College students in Northern Eire to obtain £500 Covid disruption fee – tips on how to declare it

The announcement came this week from Northern Ireland’s economy minister, Diane Dodds, who revealed a total support package yesterday worth over £37 million to help students across the country. Of this amount, £22 million will go towards giving every full-time university student in Northern Ireland a one-off ‘covid disruption payment’ of £500. 

This is intended to help students with difficulties including loss of income from part-time work, access to remote learning, as well as to help fund rent arrangements. The wider support package also contains additional funds that will be given to universities to help students facing financial hardship and digital poverty, as well as for student unions to boost mental health support during this stressful period. 

See our Students Section for guides and tools to help you save money while studying and see our round-up of Student Discounts and Deals for further help cutting costs.

All full-time students studying in Northern Ireland will get the payment

If you’re a student from the UK or EU, currently enrolled on a full-time higher education course anywhere in Northern Ireland, you’re eligible to receive the £500 payment. This includes both undergraduate and postgraduate students – the Department for the Economy estimates that around 40,000 students will be entitled to the payment. Eligibility is not dependent on whether a student is in receipt of a student loan.

If you’re a part-time student or you’re a full-time student and still struggling even after the £500 payment and you’re facing financial hardship, extra funds have been made available to universities to allocate on a case-by-case basis, so be sure to contact your university and ask about its hardship fund to see if you can receive financial support. 

If you’re a student from Northern Ireland studying in England, Scotland or Wales, unfortunately you won’t be eligible for the one-off £500 payment. However, help is still available – you can find more information below.

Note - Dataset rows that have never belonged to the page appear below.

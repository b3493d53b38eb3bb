use chrono::{DateTime, NaiveDate, Utc};
use rust_decimal::Decimal;
use serde::{Deserialize, Serialize};

use crate::instruments::Instrument;

/// Live quote for one instrument from any source
#[derive(Debug, Clone, Serialize, Deserialize)]
#[serde(rename_all = "camelCase")]
pub struct Quote {
    pub instrument: Instrument,
    pub price: Decimal,
    /// Absolute change over the source's reference period
    pub change: Decimal,
    pub change_percent: f64,
    pub source: String,          // "exchangerate-api", "alphavantage", "placeholder"
    pub timestamp: DateTime<Utc>,
}

impl Quote {
    pub fn is_placeholder(&self) -> bool {
        self.source == crate::sources::placeholder::SOURCE_NAME
    }
}

/// One weekly Commitment of Traders data point (non-commercial positions)
#[derive(Debug, Clone, Serialize, Deserialize, PartialEq)]
#[serde(rename_all = "camelCase")]
pub struct CotPoint {
    pub date: NaiveDate,
    pub long_position: u64,
    pub short_position: u64,
}

impl CotPoint {
    /// Net positioning as a percentage of open speculative interest (-100..=100)
    pub fn net_percent(&self) -> f64 {
        let total = self.long_position + self.short_position;
        if total == 0 {
            return 0.0;
        }
        (self.long_position as f64 - self.short_position as f64) / total as f64 * 100.0
    }
}

/// COT history for one currency, oldest first
#[derive(Debug, Clone, Serialize, Deserialize)]
#[serde(rename_all = "camelCase")]
pub struct CotHistory {
    pub currency: String,
    pub points: Vec<CotPoint>,
    pub source: String,
}

impl CotHistory {
    /// Net positioning of the most recent report, if any
    pub fn latest_net_percent(&self) -> Option<f64> {
        self.points.last().map(CotPoint::net_percent)
    }
}

/// Expected market impact of a calendar event
#[derive(Debug, Clone, Copy, PartialEq, Eq, PartialOrd, Ord, Serialize, Deserialize)]
#[serde(rename_all = "snake_case")]
pub enum Impact {
    Low,
    Medium,
    High,
}

impl std::str::FromStr for Impact {
    type Err = MarketDataError;

    fn from_str(s: &str) -> Result<Self> {
        match s.to_ascii_lowercase().as_str() {
            "low" => Ok(Impact::Low),
            "medium" => Ok(Impact::Medium),
            "high" => Ok(Impact::High),
            other => Err(MarketDataError::InvalidResponse(format!(
                "Unknown impact level: {}",
                other
            ))),
        }
    }
}

/// Economic calendar entry
#[derive(Debug, Clone, Serialize, Deserialize)]
#[serde(rename_all = "camelCase")]
pub struct CalendarEvent {
    pub time: DateTime<Utc>,
    pub currency: String,
    pub impact: Impact,
    pub title: String,
    pub forecast: Option<String>,
    pub previous: Option<String>,
}

/// Data source health/status
#[derive(Debug, Clone, Serialize, Deserialize)]
pub struct SourceHealth {
    pub source: String,
    pub is_healthy: bool,
    pub last_success: Option<DateTime<Utc>>,
    pub last_error: Option<String>,
    pub success_rate: f64,
    pub avg_latency_ms: u64,
}

/// Error types for market data retrieval
#[derive(Debug, thiserror::Error)]
pub enum MarketDataError {
    #[error("API request failed: {0}")]
    ApiError(String),

    #[error("Rate limit exceeded for {provider}")]
    RateLimit { provider: String, retry_after: Option<u64> },

    #[error("Invalid response format: {0}")]
    InvalidResponse(String),

    #[error("Unknown instrument: {0}")]
    UnknownInstrument(String),

    #[error("No data for {0}")]
    NotFound(String),

    #[error("Cache error: {0}")]
    CacheError(String),

    #[error("Source unhealthy: {0}")]
    SourceUnhealthy(String),

    #[error("{provider} timed out after {millis}ms")]
    Timeout { provider: String, millis: u64 },
}

impl From<reqwest::Error> for MarketDataError {
    fn from(e: reqwest::Error) -> Self {
        MarketDataError::ApiError(e.to_string())
    }
}

/// Result type for market data operations
pub type Result<T> = std::result::Result<T, MarketDataError>;

/// Trait for live quote sources
#[async_trait::async_trait]
pub trait QuoteSource: Send + Sync {
    /// Quotes for as many of the requested instruments as the source knows.
    /// Missing instruments are simply absent from the result.
    async fn get_quotes(&self, instruments: &[Instrument]) -> Result<Vec<Quote>>;

    /// Get source health status
    async fn health(&self) -> SourceHealth;

    /// Source name
    fn name(&self) -> &str;
}

/// Trait for COT history sources
#[async_trait::async_trait]
pub trait CotSource: Send + Sync {
    /// The six most recent weekly reports for a currency (or metal), oldest first
    async fn get_history(&self, currency: &str) -> Result<CotHistory>;

    fn name(&self) -> &str;
}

Payments will be made by your university

Covid disruption payments will be paid to eligible students by the end of March through the university they attend. If you qualify you shouldn’t need to formally apply, but your institution may need to validate details with you in advance of payment. If you’re unsure, check with your university.

Students in England, Scotland and Wales won’t get payments – but there is other help available

Further education is a devolved issue and there are currently no plans to give discretionary payments to students elsewhere across the rest of the UK, but other help is still available.

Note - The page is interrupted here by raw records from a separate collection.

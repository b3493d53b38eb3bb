use chrono::{DateTime, Utc};
use reqwest::Client;
use rust_decimal::prelude::ToPrimitive;
use rust_decimal::Decimal;
use serde::Deserialize;
use std::collections::{BTreeMap, HashMap};
use std::time::Duration;
use tracing::{debug, warn};

use super::{fetch_json, HealthTracker, LastPrices};
use crate::instruments::{Instrument, InstrumentClass};
use crate::types::{MarketDataError, Quote, QuoteSource, Result, SourceHealth};

const DEFAULT_BASE_URL: &str = "https://api.exchangerate-api.com";
const SOURCE_NAME: &str = "exchangerate-api";

/// Free forex data from exchangerate-api.com (no API key required for basic tier)
///
/// One request per base currency returns every cross rate, so a batch of
/// instruments costs at most one call per distinct base.
pub struct ExchangeRateApiClient {
    client: Client,
    base_url: String,
    health_tracker: HealthTracker,
    last_prices: LastPrices,
}

#[derive(Debug, Deserialize)]
struct ExchangeRateApiResponse {
    base_code: String,
    rates: HashMap<String, f64>,
    time_last_update_unix: i64,
}

impl ExchangeRateApiClient {
    pub fn new() -> Self {
        Self::with_base_url(DEFAULT_BASE_URL)
    }

    pub fn with_base_url(base_url: impl Into<String>) -> Self {
        Self {
            client: Client::builder()
                .timeout(Duration::from_secs(10))
                .build()
                .unwrap_or_default(),
            base_url: base_url.into().trim_end_matches('/').to_string(),
            health_tracker: HealthTracker::new(),
            last_prices: LastPrices::new(),
        }
    }

    /// All rates for one base currency
    async fn get_rates(&self, base_currency: &str) -> Result<ExchangeRateApiResponse> {
        let url = format!("{}/v4/latest/{}", self.base_url, base_currency.to_uppercase());
        debug!("Fetching exchange rates for base {}", base_currency);

        let data: ExchangeRateApiResponse =
            fetch_json(&self.client, &url, SOURCE_NAME, &self.health_tracker).await?;

        if !data.base_code.eq_ignore_ascii_case(base_currency) {
            return Err(MarketDataError::InvalidResponse(format!(
                "Asked for base {} but got {}",
                base_currency, data.base_code
            )));
        }

        Ok(data)
    }

    fn to_quote(&self, instrument: Instrument, rate: f64, updated: DateTime<Utc>) -> Option<Quote> {
        let price = Decimal::try_from(rate).ok()?.round_dp(6);
        if price <= Decimal::ZERO {
            return None;
        }
        let change = self.last_prices.observe(instrument, price);
        let previous = price - change;
        let change_percent = if previous > Decimal::ZERO {
            (change / previous * Decimal::from(100)).to_f64().unwrap_or(0.0)
        } else {
            0.0
        };

        Some(Quote {
            instrument,
            price,
            change,
            change_percent,
            source: SOURCE_NAME.to_string(),
            timestamp: updated,
        })
    }
}

impl Default for ExchangeRateApiClient {
    fn default() -> Self {
        Self::new()
    }
}

#[async_trait::async_trait]
impl QuoteSource for ExchangeRateApiClient {
    async fn get_quotes(&self, instruments: &[Instrument]) -> Result<Vec<Quote>> {
        // Metals are not served by this API
        let mut by_base: BTreeMap<&str, Vec<Instrument>> = BTreeMap::new();
        for inst in instruments
            .iter()
            .filter(|i| i.class() != InstrumentClass::Metal)
        {
            by_base.entry(inst.base()).or_default().push(*inst);
        }

        let mut quotes = Vec::new();
        let mut last_error = None;

        for (base, group) in by_base {
            match self.get_rates(base).await {
                Ok(data) => {
                    let updated = DateTime::from_timestamp(data.time_last_update_unix, 0)
                        .unwrap_or_else(Utc::now);
                    for inst in group {
                        match data.rates.get(inst.quote()) {
                            Some(rate) => {
                                if let Some(q) = self.to_quote(inst, *rate, updated) {
                                    quotes.push(q);
                                }
                            }
                            None => debug!("{} missing from {} rates", inst, base),
                        }
                    }
                }
                Err(e) => {
                    warn!("exchangerate-api failed for base {}: {}", base, e);
                    last_error = Some(e);
                }
            }
        }

        // Only a failure if nothing at all came back
        match (quotes.is_empty(), last_error) {
            (true, Some(e)) => Err(e),
            _ => Ok(quotes),
        }
    }

    async fn health(&self) -> SourceHealth {
        self.health_tracker.snapshot(SOURCE_NAME)
    }

    fn name(&self) -> &str {
        SOURCE_NAME
    }
}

The government has made a £70 million hardship fund available to help students studying in England who are most in need of support during the coronavirus crisis. Departments for education in Scotland and Wales have also both announced their own hardship funds of £30 million and £40 million respectively. These funds are there to help with costs such as accommodation, loss of employment, and access to online learning, such as WiFi or laptop costs. 

You can apply for this help by contacting your university and asking about its hardship fund. Universities can make payments at their own discretion, so the help you can get may differ based on your university.

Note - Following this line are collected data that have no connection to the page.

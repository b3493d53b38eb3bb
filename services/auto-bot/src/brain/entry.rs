//! Entry decision rule

use serde::{Deserialize, Serialize};

use super::trend::Direction;

/// Minimum D-Size for any entry. Fixed; the scanner band can only narrow it.
pub const ENTRY_THRESHOLD: f64 = 7.0;

/// Side a bot trades
#[derive(Debug, Clone, Copy, PartialEq, Eq, Serialize, Deserialize)]
#[serde(rename_all = "snake_case")]
pub enum TradeSide {
    Buy,
    Sell,
}

/// Entry signal shown next to each instrument
#[derive(Debug, Clone, Copy, PartialEq, Eq, Serialize, Deserialize)]
pub enum EntryStatus {
    #[serde(rename = "Block")]
    Block,
    #[serde(rename = "Allow Buy")]
    AllowBuy,
    #[serde(rename = "Allow Sell")]
    AllowSell,
    #[serde(rename = "Allow Trade")]
    AllowTrade,
}

impl EntryStatus {
    pub fn is_allow(&self) -> bool {
        !matches!(self, EntryStatus::Block)
    }

    /// Side a bot launched on this signal takes; Allow Trade defaults to Buy
    pub fn side(&self) -> Option<TradeSide> {
        match self {
            EntryStatus::Block => None,
            EntryStatus::AllowBuy | EntryStatus::AllowTrade => Some(TradeSide::Buy),
            EntryStatus::AllowSell => Some(TradeSide::Sell),
        }
    }
}

impl std::fmt::Display for EntryStatus {
    fn fmt(&self, f: &mut std::fmt::Formatter<'_>) -> std::fmt::Result {
        let s = match self {
            EntryStatus::Block => "Block",
            EntryStatus::AllowBuy => "Allow Buy",
            EntryStatus::AllowSell => "Allow Sell",
            EntryStatus::AllowTrade => "Allow Trade",
        };
        f.write_str(s)
    }
}

/// Map a D-Size and direction to an entry signal.
///
/// A neutral direction falls back to the sign of the recent price change.
pub fn decide(dsize: f64, direction: Direction, recent_price_change: f64) -> EntryStatus {
    if dsize < ENTRY_THRESHOLD {
        return EntryStatus::Block;
    }

    match direction {
        Direction::Bullish => EntryStatus::AllowBuy,
        Direction::Bearish => EntryStatus::AllowSell,
        Direction::Neutral => {
            if recent_price_change > 0.0 {
                EntryStatus::AllowBuy
            } else if recent_price_change < 0.0 {
                EntryStatus::AllowSell
            } else {
                EntryStatus::AllowTrade
            }
        }
    }
}

#[cfg(test)]
mod tests {
    use super::*;

    #[test]
    fn test_blocks_below_threshold_regardless_of_direction() {
        for dsize in [0.0, 3.0, 6.0, 6.5, 6.9999] {
            for direction in [Direction::Bullish, Direction::Bearish, Direction::Neutral] {
                for change in [-1.0, 0.0, 1.0] {
                    assert_eq!(decide(dsize, direction, change), EntryStatus::Block);
                }
            }
        }
    }

    #[test]
    fn test_never_blocks_at_threshold_with_direction() {
        for dsize in [7.0, 8.0, 9.5, 10.0] {
            assert_eq!(decide(dsize, Direction::Bullish, -2.0), EntryStatus::AllowBuy);
            assert_eq!(decide(dsize, Direction::Bearish, 2.0), EntryStatus::AllowSell);
        }
    }

    #[test]
    fn test_neutral_follows_price_change() {
        assert_eq!(decide(7.0, Direction::Neutral, 0.4), EntryStatus::AllowBuy);
        assert_eq!(decide(7.0, Direction::Neutral, -0.4), EntryStatus::AllowSell);
        assert_eq!(decide(7.0, Direction::Neutral, 0.0), EntryStatus::AllowTrade);
    }

    #[test]
    fn test_sides_and_wire_names() {
        assert_eq!(EntryStatus::AllowTrade.side(), Some(TradeSide::Buy));
        assert_eq!(EntryStatus::AllowSell.side(), Some(TradeSide::Sell));
        assert_eq!(EntryStatus::Block.side(), None);
        assert!(!EntryStatus::Block.is_allow());

        let json = serde_json::to_string(&EntryStatus::AllowBuy).unwrap();
        assert_eq!(json, "\"Allow Buy\"");
        assert_eq!(EntryStatus::AllowTrade.to_string(), "Allow Trade");
    }
}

There’s no guarantee of a student rent refund but it’s worth asking

If you’re paying for accommodation and you can’t use it, you may be able to get a rent refund. Unite and Student Roost have confirmed, after pressure from students, that they will offer partial rent refunds to students unable to return to university due to current lockdown measures.

Some university accommodation providers are also offering refunds and discounts. We’ve broken down what you need to know in our Can students claim a rent refund news story, although bear in mind some of the provider-by-provider info may have since changed.